-------- Records to use

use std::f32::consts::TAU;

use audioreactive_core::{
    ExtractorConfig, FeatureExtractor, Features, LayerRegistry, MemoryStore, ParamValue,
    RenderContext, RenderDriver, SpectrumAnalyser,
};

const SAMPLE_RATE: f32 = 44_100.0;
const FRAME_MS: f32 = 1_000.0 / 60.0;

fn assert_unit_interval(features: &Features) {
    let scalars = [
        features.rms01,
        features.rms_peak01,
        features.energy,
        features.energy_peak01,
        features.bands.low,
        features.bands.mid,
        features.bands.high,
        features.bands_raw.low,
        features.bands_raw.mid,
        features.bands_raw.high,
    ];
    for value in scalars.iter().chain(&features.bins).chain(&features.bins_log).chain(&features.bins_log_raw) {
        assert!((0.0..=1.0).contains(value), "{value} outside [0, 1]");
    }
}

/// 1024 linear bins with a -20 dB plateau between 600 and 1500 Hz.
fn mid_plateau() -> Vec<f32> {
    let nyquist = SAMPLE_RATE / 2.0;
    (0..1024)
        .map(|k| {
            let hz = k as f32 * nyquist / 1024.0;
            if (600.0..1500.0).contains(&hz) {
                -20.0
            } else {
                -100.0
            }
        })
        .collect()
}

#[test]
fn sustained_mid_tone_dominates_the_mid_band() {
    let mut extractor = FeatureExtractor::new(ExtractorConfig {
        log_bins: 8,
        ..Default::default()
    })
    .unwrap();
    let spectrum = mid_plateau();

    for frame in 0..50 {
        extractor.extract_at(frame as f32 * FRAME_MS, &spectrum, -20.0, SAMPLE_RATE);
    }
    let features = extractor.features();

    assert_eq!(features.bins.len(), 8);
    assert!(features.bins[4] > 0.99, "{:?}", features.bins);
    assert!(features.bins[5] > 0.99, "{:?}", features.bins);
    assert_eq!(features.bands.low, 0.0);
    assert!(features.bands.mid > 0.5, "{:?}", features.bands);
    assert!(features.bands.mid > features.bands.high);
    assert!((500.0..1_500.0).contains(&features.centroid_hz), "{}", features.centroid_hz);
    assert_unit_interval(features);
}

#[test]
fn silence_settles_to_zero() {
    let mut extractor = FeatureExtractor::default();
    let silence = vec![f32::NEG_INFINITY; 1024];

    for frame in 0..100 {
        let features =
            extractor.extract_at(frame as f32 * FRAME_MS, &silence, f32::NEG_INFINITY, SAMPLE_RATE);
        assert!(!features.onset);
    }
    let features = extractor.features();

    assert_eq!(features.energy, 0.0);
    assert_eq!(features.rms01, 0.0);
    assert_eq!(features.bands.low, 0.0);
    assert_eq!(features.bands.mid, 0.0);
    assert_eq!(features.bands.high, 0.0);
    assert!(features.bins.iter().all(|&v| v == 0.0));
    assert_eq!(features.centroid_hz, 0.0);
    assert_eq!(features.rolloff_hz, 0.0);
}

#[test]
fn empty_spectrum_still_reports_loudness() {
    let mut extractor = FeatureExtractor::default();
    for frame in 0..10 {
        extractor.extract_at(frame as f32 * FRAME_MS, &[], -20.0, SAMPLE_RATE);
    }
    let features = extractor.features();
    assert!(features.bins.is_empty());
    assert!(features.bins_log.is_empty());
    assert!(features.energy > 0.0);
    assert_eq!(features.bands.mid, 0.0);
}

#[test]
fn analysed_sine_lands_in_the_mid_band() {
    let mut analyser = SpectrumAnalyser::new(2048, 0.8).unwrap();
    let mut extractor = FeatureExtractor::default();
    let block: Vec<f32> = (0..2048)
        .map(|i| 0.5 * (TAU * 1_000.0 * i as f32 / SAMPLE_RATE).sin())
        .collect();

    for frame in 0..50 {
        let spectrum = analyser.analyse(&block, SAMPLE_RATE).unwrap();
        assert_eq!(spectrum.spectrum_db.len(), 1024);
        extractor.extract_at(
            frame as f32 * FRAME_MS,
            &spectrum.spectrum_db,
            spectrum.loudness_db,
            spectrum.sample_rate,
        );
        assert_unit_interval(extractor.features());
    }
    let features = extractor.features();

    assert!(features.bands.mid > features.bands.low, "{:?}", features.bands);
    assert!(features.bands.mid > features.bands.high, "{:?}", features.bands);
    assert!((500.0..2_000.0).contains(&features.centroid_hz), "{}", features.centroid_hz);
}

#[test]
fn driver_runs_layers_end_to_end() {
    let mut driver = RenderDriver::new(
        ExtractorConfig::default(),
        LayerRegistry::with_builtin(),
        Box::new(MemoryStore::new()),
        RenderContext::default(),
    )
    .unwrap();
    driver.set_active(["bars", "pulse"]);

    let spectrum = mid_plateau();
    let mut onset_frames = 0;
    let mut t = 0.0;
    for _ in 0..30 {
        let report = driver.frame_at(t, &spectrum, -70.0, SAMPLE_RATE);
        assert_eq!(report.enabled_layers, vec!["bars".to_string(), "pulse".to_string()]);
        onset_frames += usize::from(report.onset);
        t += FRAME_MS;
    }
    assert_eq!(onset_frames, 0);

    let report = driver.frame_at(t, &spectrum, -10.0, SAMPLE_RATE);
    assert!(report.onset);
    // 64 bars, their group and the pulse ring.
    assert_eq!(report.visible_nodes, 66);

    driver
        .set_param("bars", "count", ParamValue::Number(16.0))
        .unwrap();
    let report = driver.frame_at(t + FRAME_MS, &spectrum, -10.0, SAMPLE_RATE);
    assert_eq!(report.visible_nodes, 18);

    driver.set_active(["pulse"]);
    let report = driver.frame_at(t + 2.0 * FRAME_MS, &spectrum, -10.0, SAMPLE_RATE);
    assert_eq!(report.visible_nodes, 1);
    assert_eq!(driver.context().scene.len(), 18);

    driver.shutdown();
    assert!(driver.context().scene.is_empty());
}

----------------

# Exercise description
Search the data for "block". Copy every matching line.

# Solved exercise
    let block: Vec<f32> = (0..2048)
        let spectrum = analyser.analyse(&block, SAMPLE_RATE).unwrap();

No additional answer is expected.